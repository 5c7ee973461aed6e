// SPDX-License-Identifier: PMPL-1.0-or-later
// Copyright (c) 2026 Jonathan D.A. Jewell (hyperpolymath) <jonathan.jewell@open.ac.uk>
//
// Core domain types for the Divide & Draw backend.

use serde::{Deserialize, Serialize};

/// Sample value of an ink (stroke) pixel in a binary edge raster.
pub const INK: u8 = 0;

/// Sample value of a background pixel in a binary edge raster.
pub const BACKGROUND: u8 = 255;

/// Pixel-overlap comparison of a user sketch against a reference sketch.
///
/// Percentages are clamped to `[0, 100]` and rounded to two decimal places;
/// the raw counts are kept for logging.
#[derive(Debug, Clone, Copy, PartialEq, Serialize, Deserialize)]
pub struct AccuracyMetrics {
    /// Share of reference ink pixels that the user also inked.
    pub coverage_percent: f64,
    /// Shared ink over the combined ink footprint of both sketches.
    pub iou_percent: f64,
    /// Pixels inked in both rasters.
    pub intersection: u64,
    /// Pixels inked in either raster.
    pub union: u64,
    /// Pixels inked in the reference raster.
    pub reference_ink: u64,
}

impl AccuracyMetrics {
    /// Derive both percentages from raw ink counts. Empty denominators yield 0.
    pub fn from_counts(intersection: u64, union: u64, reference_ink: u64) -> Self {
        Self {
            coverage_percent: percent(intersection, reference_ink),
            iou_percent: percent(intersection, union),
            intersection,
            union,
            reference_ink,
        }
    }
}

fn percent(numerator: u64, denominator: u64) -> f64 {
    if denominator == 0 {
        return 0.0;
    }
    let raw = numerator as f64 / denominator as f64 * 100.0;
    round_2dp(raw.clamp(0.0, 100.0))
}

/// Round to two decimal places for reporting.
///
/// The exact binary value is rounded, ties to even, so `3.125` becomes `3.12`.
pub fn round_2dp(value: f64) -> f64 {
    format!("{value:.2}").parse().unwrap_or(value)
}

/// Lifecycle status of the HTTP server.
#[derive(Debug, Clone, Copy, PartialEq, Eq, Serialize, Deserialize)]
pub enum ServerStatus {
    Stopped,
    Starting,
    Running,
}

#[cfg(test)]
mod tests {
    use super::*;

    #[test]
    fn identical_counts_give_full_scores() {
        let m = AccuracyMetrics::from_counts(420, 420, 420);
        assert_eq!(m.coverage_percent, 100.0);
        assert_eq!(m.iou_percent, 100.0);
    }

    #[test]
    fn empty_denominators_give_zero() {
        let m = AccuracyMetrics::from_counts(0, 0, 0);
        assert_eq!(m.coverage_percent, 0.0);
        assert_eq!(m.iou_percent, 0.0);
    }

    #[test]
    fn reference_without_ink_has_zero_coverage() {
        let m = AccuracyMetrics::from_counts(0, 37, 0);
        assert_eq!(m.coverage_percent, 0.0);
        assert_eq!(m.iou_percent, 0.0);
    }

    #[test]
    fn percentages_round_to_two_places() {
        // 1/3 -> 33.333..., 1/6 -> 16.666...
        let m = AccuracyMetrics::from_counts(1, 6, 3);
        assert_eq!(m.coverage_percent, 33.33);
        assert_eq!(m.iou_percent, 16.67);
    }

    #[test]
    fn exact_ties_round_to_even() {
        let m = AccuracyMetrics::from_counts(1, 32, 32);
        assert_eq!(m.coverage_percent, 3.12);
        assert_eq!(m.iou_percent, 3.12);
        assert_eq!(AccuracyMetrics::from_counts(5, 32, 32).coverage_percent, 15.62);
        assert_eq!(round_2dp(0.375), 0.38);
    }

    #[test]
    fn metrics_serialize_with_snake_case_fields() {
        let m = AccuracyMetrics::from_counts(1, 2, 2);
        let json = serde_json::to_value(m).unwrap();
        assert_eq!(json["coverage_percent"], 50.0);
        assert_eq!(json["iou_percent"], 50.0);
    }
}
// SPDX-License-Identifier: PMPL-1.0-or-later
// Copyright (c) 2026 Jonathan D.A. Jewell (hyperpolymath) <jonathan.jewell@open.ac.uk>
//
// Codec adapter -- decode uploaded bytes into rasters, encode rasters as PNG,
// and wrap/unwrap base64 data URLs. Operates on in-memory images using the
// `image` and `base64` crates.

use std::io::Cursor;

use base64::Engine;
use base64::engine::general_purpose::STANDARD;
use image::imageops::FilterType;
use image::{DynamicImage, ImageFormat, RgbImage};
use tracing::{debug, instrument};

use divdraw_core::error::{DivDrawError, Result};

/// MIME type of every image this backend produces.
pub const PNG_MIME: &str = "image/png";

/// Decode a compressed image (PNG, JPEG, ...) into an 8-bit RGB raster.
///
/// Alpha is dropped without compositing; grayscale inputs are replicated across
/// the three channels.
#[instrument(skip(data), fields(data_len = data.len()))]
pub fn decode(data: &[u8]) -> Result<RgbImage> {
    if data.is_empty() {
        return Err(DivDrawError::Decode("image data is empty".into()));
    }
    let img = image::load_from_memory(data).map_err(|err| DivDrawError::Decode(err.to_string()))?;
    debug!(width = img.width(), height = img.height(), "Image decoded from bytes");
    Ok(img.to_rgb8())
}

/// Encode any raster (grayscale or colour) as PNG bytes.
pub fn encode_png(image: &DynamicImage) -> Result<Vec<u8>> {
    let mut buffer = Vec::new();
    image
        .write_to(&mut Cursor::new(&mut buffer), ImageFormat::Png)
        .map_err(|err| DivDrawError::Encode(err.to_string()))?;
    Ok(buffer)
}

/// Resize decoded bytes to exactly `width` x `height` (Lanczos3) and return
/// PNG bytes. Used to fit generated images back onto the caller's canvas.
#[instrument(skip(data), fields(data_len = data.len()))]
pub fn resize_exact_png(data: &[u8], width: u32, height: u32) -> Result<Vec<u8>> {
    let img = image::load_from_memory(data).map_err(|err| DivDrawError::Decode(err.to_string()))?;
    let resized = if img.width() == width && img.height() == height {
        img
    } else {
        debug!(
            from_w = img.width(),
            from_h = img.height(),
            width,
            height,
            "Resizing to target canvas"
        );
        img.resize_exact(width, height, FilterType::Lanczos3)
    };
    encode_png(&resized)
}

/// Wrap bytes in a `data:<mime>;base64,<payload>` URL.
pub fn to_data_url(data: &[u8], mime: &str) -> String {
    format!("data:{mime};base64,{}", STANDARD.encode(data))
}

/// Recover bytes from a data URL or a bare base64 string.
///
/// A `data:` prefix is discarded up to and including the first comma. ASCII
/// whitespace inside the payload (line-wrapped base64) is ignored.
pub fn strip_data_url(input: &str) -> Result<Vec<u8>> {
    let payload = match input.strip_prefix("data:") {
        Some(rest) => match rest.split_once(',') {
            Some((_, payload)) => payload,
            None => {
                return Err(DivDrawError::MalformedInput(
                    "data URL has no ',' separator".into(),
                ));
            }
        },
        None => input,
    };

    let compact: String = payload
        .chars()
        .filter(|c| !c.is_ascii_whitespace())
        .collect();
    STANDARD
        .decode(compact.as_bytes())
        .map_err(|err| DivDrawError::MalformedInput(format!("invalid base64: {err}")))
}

● **What to work on**: Go through the material above and report each line containing "RgbImage".

● **Result of the exercise**:
use image::{DynamicImage, ImageFormat, RgbImage};
pub fn decode(data: &[u8]) -> Result<RgbImage> {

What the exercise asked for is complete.